• WHAT IS NEEDED: Write out, from the entries below, exactly the lines that run between the lines holding "Url::parse(base)" and "pub fn path_after_base(url: &str, base_url: &str)", inclusive, and stop there.

Segment Start: THE RECORDS

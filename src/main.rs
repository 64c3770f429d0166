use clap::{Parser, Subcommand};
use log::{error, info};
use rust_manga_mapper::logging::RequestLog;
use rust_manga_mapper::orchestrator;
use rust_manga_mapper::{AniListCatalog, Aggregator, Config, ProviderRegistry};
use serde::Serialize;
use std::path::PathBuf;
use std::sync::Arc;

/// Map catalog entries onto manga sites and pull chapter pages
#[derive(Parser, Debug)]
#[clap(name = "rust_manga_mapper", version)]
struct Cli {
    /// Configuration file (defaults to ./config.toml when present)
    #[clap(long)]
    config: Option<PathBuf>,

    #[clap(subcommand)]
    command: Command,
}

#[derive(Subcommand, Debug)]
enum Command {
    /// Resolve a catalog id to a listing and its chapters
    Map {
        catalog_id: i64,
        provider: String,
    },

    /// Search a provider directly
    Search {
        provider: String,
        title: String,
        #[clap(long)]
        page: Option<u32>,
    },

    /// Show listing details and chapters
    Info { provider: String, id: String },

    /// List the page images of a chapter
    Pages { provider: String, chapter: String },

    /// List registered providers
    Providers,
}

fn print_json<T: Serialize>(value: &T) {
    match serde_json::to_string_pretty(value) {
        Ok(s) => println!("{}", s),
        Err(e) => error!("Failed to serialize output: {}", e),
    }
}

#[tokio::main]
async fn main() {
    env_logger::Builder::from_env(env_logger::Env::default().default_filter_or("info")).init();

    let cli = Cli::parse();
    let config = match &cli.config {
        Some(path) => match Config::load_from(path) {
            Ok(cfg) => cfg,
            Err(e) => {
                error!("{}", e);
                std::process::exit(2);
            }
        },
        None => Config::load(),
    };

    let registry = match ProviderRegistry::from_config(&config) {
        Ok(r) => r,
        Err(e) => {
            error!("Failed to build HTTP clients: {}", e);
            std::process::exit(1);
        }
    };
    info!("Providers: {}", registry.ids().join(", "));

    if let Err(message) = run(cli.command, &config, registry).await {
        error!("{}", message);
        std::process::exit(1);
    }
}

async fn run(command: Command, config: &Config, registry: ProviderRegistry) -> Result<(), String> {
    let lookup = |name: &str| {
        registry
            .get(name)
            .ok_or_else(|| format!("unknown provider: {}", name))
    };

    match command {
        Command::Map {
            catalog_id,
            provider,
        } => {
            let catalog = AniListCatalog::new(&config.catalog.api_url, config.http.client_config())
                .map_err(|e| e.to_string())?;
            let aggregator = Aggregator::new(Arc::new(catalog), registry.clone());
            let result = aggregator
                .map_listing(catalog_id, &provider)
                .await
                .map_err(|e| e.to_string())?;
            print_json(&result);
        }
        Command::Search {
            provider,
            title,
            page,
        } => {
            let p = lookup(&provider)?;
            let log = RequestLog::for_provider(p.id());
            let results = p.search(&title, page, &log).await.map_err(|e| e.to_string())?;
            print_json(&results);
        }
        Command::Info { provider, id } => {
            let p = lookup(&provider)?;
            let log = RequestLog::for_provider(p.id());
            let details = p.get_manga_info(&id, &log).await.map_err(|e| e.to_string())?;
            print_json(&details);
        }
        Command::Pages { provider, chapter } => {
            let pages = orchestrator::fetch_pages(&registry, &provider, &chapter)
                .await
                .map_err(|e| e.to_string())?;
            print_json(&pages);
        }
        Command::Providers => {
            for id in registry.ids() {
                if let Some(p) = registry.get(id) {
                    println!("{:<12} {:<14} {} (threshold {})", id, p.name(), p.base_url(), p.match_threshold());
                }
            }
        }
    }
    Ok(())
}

Segment End: THE RECORDS
Segment Start: THE RECORDS

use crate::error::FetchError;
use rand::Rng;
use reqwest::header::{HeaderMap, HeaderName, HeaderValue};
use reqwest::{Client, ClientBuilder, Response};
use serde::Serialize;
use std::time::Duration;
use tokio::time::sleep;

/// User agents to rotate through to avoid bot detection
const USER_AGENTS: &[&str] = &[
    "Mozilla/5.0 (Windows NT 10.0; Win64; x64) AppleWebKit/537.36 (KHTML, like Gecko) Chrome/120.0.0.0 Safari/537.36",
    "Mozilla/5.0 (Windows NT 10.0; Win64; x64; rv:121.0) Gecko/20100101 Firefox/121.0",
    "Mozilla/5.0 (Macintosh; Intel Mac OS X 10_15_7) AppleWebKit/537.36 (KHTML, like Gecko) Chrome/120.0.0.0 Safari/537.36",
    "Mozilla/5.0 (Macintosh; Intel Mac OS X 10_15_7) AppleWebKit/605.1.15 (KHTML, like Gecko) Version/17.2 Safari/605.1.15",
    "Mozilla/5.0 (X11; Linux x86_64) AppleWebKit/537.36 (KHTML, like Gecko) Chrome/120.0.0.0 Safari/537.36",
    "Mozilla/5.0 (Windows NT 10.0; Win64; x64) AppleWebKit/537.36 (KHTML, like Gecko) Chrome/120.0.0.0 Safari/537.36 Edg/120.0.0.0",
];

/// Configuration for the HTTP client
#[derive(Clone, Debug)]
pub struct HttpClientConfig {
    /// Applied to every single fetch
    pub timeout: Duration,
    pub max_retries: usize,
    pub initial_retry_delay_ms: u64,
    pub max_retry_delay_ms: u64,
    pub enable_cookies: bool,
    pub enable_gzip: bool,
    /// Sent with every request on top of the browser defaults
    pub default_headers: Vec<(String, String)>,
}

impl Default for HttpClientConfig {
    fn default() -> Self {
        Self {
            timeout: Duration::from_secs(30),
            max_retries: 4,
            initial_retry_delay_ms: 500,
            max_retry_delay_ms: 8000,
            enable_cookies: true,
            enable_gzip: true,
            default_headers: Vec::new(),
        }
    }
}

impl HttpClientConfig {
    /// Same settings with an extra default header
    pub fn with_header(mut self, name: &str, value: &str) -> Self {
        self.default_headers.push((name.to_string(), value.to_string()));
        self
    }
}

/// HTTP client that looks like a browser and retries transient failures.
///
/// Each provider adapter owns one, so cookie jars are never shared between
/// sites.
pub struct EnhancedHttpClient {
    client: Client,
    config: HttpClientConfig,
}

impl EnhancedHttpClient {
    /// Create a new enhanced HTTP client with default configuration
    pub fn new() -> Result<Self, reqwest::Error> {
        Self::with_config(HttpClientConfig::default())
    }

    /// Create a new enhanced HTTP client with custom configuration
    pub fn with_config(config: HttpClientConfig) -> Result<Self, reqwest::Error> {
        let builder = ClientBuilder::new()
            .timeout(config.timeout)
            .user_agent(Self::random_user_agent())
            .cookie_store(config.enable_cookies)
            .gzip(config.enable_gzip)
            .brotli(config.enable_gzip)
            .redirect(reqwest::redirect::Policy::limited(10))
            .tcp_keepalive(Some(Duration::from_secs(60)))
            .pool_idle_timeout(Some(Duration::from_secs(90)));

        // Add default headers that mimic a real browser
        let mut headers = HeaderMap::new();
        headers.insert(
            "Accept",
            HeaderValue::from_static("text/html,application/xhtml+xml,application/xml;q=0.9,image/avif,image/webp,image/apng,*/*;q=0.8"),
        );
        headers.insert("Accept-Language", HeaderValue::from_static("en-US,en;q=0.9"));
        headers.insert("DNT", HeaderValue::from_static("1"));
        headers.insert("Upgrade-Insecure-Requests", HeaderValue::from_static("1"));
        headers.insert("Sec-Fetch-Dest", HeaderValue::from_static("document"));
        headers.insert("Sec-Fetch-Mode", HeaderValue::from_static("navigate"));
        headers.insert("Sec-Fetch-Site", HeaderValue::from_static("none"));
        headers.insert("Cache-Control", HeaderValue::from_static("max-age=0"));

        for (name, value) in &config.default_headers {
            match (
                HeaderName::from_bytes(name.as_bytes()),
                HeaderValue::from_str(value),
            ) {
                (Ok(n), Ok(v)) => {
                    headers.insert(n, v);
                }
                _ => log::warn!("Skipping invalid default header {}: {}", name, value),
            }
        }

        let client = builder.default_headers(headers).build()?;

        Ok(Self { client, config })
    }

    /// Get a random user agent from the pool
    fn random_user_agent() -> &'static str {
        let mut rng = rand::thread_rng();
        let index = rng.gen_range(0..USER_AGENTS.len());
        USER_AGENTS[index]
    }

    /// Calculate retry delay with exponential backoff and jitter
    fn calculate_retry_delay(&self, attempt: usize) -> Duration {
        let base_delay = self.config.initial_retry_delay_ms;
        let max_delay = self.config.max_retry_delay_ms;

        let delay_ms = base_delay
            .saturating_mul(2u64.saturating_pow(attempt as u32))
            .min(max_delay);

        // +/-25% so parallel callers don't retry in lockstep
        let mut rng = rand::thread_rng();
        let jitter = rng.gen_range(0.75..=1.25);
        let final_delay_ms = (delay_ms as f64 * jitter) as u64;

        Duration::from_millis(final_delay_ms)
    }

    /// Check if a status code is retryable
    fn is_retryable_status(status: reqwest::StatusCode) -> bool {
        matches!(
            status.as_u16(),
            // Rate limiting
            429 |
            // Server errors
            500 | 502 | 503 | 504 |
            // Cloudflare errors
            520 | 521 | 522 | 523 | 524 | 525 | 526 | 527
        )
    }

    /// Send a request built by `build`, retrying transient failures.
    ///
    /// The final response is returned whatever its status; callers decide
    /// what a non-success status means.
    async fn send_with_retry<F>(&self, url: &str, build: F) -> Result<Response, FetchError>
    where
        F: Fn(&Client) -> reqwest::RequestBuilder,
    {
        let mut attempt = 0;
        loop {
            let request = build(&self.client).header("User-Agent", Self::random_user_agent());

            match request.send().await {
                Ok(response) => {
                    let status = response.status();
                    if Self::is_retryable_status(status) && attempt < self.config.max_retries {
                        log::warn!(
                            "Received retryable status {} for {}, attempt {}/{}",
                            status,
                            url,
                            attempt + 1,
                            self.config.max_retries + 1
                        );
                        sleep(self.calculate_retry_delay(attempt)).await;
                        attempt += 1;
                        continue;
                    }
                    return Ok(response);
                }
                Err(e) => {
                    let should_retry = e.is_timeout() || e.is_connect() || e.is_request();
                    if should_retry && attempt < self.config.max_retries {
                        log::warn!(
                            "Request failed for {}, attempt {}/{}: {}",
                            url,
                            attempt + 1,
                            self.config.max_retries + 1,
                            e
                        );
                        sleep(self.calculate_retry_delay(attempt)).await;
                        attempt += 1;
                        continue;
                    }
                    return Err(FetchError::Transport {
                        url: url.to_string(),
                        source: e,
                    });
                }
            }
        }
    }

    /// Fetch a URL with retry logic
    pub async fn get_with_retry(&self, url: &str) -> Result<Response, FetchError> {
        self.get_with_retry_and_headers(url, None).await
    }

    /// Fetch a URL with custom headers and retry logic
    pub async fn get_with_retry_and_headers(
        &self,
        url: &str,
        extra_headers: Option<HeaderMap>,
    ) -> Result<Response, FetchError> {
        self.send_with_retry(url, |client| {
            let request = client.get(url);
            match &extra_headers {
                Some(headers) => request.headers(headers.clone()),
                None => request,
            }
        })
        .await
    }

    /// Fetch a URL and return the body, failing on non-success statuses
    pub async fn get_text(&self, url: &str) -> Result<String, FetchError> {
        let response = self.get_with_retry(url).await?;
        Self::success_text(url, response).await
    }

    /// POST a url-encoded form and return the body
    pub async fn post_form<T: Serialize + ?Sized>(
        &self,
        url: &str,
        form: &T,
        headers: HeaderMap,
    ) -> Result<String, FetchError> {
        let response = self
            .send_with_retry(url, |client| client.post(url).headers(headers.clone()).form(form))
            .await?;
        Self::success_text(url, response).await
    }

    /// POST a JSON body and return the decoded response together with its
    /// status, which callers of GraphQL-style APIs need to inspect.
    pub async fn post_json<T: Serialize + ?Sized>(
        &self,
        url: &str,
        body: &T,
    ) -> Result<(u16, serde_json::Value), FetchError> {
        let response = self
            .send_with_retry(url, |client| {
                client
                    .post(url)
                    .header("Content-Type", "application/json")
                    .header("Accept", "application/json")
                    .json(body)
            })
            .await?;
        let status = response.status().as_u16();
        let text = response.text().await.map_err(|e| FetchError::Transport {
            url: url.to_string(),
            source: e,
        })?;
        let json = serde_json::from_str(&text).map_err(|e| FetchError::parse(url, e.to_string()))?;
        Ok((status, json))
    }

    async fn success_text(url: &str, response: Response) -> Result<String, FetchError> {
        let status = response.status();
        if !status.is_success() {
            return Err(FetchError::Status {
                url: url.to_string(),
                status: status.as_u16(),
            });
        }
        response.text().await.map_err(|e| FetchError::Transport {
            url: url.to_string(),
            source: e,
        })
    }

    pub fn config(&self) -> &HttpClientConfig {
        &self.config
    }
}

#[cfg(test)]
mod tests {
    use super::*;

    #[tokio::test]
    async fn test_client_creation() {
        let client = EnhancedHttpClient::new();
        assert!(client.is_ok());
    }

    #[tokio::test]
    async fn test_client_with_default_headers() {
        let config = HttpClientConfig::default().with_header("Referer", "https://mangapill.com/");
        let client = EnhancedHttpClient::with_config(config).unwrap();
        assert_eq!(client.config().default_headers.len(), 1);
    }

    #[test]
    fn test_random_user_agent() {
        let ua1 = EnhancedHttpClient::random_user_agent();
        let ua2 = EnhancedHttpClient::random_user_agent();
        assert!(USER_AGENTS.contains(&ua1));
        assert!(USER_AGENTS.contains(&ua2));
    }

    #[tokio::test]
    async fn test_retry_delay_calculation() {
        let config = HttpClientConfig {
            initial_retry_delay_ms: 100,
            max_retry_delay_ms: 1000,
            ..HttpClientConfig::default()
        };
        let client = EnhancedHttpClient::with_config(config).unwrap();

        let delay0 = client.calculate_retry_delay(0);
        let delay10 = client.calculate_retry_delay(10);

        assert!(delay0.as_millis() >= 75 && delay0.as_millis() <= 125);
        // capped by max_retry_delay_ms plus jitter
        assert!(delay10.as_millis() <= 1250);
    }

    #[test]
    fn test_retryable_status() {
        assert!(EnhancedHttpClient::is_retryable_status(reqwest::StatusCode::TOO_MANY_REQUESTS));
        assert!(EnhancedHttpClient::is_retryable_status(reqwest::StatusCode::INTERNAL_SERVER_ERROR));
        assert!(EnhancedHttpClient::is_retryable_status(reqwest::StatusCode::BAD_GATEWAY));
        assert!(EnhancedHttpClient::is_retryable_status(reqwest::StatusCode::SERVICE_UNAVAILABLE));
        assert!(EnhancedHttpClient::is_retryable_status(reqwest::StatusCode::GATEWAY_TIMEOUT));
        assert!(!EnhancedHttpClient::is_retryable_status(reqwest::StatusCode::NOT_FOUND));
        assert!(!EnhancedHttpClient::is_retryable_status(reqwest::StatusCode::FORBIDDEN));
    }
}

Segment End: THE RECORDS
Segment Start: THE RECORDS

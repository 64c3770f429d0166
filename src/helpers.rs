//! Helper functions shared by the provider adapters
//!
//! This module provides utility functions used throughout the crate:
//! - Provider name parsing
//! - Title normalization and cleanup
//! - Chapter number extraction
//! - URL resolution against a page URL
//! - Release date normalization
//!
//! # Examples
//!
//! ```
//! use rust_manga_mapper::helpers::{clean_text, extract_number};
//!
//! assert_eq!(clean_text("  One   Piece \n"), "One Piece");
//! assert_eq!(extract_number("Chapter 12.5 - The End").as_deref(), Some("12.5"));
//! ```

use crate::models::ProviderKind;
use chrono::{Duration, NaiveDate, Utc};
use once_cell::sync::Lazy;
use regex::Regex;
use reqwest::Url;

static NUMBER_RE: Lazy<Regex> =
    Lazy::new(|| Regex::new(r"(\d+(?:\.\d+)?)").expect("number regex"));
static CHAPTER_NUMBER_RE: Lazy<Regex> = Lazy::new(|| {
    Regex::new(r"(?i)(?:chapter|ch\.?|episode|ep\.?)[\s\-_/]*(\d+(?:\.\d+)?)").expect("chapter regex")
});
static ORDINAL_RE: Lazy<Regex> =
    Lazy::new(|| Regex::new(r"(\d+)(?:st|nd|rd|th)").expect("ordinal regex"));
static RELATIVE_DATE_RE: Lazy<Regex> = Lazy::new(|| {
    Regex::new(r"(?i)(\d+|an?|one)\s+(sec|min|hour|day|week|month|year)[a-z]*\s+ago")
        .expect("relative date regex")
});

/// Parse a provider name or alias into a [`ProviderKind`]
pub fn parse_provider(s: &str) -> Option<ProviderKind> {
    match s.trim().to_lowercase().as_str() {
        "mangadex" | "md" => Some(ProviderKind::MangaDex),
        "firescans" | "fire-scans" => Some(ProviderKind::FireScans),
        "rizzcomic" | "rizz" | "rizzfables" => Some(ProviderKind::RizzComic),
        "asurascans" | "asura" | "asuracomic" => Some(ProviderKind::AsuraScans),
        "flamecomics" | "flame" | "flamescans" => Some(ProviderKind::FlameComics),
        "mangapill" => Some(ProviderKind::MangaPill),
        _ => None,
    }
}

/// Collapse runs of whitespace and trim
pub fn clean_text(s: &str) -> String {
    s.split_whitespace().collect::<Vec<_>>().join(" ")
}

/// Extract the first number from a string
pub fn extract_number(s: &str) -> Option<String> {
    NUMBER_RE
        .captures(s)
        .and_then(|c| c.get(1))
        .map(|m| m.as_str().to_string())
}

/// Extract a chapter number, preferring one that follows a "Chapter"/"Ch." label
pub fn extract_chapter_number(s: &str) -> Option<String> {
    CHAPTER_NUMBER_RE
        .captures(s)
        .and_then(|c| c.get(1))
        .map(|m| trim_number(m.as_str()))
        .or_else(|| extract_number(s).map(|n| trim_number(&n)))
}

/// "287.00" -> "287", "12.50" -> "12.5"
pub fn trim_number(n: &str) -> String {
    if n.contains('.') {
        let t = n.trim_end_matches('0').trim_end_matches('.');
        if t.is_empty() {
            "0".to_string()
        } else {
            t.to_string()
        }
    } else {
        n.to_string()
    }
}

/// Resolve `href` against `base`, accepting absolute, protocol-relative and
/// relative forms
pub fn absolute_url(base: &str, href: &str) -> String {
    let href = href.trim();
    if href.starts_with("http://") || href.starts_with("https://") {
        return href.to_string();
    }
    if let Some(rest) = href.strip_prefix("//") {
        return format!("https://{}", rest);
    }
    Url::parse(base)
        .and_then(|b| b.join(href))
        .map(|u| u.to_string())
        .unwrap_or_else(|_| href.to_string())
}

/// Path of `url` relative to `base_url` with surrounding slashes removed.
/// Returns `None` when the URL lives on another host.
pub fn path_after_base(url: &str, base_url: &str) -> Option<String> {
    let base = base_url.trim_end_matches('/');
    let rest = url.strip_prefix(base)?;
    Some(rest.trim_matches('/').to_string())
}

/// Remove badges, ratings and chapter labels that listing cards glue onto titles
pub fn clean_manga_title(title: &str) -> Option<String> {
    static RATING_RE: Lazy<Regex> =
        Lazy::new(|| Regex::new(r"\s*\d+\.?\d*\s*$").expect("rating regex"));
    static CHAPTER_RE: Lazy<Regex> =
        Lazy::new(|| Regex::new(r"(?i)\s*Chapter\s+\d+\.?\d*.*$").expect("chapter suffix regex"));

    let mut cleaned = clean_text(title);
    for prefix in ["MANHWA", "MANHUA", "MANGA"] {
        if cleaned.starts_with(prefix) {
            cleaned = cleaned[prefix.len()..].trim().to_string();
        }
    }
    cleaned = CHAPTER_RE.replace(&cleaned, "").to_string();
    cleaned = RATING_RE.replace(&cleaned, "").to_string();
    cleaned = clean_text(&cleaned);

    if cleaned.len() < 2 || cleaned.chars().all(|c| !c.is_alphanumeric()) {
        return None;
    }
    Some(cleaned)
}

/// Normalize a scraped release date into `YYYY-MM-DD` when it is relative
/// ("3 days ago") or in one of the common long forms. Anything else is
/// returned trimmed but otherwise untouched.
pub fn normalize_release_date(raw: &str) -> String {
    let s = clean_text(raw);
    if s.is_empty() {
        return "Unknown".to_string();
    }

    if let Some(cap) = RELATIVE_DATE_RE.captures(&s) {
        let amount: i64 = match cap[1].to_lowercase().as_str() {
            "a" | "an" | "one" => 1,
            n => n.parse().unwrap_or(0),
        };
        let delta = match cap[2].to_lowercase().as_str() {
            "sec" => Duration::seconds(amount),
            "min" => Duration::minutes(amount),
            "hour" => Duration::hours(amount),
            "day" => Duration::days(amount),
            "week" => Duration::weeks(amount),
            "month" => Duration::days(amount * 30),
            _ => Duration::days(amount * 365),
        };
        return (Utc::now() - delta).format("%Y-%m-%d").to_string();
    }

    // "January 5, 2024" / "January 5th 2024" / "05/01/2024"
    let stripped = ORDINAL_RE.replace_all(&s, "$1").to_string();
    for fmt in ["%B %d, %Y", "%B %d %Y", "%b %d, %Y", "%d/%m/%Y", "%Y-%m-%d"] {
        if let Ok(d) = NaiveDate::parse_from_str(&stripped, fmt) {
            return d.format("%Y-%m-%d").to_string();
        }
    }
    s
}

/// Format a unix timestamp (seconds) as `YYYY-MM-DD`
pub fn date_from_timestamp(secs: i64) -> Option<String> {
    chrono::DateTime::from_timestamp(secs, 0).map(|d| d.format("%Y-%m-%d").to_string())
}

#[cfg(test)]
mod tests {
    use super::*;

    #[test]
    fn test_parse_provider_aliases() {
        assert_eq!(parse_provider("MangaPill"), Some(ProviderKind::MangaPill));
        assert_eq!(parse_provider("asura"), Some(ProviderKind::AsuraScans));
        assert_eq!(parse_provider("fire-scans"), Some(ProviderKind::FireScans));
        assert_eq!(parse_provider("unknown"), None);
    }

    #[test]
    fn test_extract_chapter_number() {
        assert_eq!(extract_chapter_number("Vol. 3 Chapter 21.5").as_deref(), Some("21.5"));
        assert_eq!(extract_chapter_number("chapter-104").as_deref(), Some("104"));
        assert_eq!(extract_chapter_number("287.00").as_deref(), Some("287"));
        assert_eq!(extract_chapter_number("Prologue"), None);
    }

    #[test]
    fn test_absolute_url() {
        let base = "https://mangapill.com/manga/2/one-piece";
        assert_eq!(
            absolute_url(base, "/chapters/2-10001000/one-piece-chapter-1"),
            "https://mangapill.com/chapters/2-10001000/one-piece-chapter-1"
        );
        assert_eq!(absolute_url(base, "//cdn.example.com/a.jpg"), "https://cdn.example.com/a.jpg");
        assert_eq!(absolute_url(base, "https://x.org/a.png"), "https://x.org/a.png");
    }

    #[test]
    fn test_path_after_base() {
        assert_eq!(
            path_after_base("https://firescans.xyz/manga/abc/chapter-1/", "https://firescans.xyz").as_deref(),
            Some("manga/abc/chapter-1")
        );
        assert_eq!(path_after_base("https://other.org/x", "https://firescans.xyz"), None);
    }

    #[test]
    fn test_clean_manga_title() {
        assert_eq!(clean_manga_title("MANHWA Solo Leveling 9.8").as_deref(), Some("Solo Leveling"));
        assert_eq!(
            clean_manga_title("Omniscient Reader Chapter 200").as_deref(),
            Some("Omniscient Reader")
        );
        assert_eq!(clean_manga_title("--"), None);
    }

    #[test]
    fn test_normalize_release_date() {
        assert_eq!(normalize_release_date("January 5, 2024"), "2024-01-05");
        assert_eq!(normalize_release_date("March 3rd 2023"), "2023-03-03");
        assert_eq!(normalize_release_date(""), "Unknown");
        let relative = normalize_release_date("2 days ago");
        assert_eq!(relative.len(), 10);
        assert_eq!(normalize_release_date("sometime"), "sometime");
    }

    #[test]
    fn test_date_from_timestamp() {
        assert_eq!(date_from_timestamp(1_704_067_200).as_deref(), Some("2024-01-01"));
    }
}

Segment End: THE RECORDS

• RESPONSE BOX:
    Url::parse(base)
        .and_then(|b| b.join(href))
        .map(|u| u.to_string())
        .unwrap_or_else(|_| href.to_string())
}

/// Path of `url` relative to `base_url` with surrounding slashes removed.
/// Returns `None` when the URL lives on another host.
pub fn path_after_base(url: &str, base_url: &str) -> Option<String> {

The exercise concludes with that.